3.31.2009

「あきらめて濡れて行きな」いずれが先に世論から邪魔がられるのか・・・ 編集手帳 八葉蓮華

 にわか雨に降られ、軒先を借りて雨宿りをする。もう小降りになるか、そろそろやむかと思っているうちに雨脚が強まり、往生した経験は誰にもあろう。〈本降りになって出ていく雨宿り〉の江戸川柳そのままに、土砂降りのなかを駆け出すこともないではない

 民主党の小沢一郎代表もいま、雨宿りをしている。

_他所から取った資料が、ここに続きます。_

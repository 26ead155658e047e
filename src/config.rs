use std::env;

use anyhow::Context;

const MIB: usize = 1024 * 1024;

#[derive(Debug, Clone)]
pub struct AppConfig {
    pub database_url: String,
    pub host: String,
    pub port: u16,
    pub app_url: Option<String>,
    pub jwt_secret: String,
    pub cloudinary: Option<CloudinaryConfig>,
    pub resend: Option<ResendConfig>,
    pub paypal: Option<PaypalConfig>,
    pub require_payment: bool,
    pub outbox_interval_secs: u64,
    pub outbox_max_attempts: i32,
    pub max_image_bytes: usize,
    pub max_file_bytes: usize,
}

#[derive(Debug, Clone)]
pub struct CloudinaryConfig {
    pub cloud_name: String,
    pub api_key: String,
    pub api_secret: String,
    pub folder: String,
}

#[derive(Debug, Clone)]
pub struct ResendConfig {
    pub api_key: String,
    pub from: String,
}

#[derive(Debug, Clone)]
pub struct PaypalConfig {
    pub client_id: String,
    pub client_secret: String,
    pub api_base: String,
}

impl AppConfig {
    pub fn from_env() -> anyhow::Result<Self> {
        let database_url = env::var("DATABASE_URL").context("DATABASE_URL is not set")?;
        let jwt_secret = env::var("JWT_SECRET").context("JWT_SECRET is not set")?;
        let host = env::var("APP_HOST").unwrap_or_else(|_| "127.0.0.1".to_string());
        let port = parse_var("APP_PORT", 3000);

        let cloudinary = match (
            optional_var("CLOUDINARY_CLOUD_NAME"),
            optional_var("CLOUDINARY_API_KEY"),
            optional_var("CLOUDINARY_API_SECRET"),
        ) {
            (Some(cloud_name), Some(api_key), Some(api_secret)) => Some(CloudinaryConfig {
                cloud_name,
                api_key,
                api_secret,
                folder: optional_var("CLOUDINARY_FOLDER")
                    .unwrap_or_else(|| "storekart/products".to_string()),
            }),
            _ => None,
        };

        let resend = optional_var("RESEND_API_KEY").map(|api_key| ResendConfig {
            api_key,
            from: optional_var("MAIL_FROM").unwrap_or_else(|| "onboarding@resend.dev".to_string()),
        });

        let paypal = match (
            optional_var("PAYPAL_CLIENT_ID"),
            optional_var("PAYPAL_CLIENT_SECRET"),
        ) {
            (Some(client_id), Some(client_secret)) => Some(PaypalConfig {
                client_id,
                client_secret,
                api_base: optional_var("PAYPAL_API_BASE")
                    .unwrap_or_else(|| "https://api-m.sandbox.paypal.com".to_string()),
            }),
            _ => None,
        };

        Ok(Self {
            database_url,
            host,
            port,
            app_url: optional_var("APP_URL"),
            jwt_secret,
            cloudinary,
            resend,
            paypal,
            require_payment: parse_var("REQUIRE_PAYMENT", false),
            outbox_interval_secs: parse_var("OUTBOX_INTERVAL_SECS", 30),
            outbox_max_attempts: parse_var("OUTBOX_MAX_ATTEMPTS", 5),
            max_image_bytes: parse_var("MAX_IMAGE_BYTES", 5 * MIB),
            max_file_bytes: parse_var("MAX_FILE_BYTES", 50 * MIB),
        })
    }

    /// Configuration with defaults for everything but the database and token secret.
    pub fn for_tests(database_url: &str, jwt_secret: &str) -> Self {
        Self {
            database_url: database_url.to_string(),
            host: "127.0.0.1".to_string(),
            port: 0,
            app_url: None,
            jwt_secret: jwt_secret.to_string(),
            cloudinary: None,
            resend: None,
            paypal: None,
            require_payment: false,
            outbox_interval_secs: 30,
            outbox_max_attempts: 5,
            max_image_bytes: 5 * MIB,
            max_file_bytes: 50 * MIB,
        }
    }

    /// Largest request body the upload endpoint can legitimately receive.
    pub fn body_limit(&self) -> usize {
        self.max_image_bytes + self.max_file_bytes + MIB
    }
}

fn optional_var(key: &str) -> Option<String> {
    env::var(key).ok().filter(|v| !v.trim().is_empty())
}

fn parse_var<T: std::str::FromStr>(key: &str, default: T) -> T {
    env::var(key)
        .ok()
        .and_then(|v| v.trim().parse::<T>().ok())
        .unwrap_or(default)
}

違法献金事件で公設第1秘書が起訴されても代表職にとどまったのは、世論の降らす批判の雨が小降りになるのを待っているのだろう

 千葉県知事選挙の結果を見ると雨勢は増している。降り始めのころに辞任していれば…と悔いる日がくるかも知れない

 自民党は自民党で、事件がわが身に及ぶことに怯(おび)えて空模様をうかがう。時とともに支持率が上向くとみて麻生首相が解散・総選挙を先に延ばしているのならば、こちらもずぶぬれで駆け出す危険と隣り合わせである

 〈おまえがた本降りだよと邪魔(じゃま)がられ〉という句もある。「本降りだからあきらめて濡(ぬ)れて行きな」と、軒先を追われる人を詠んでいる。与野党の主役ふたり「おまえがた」の、いずれが先に世論から邪魔がられるのかは知らない。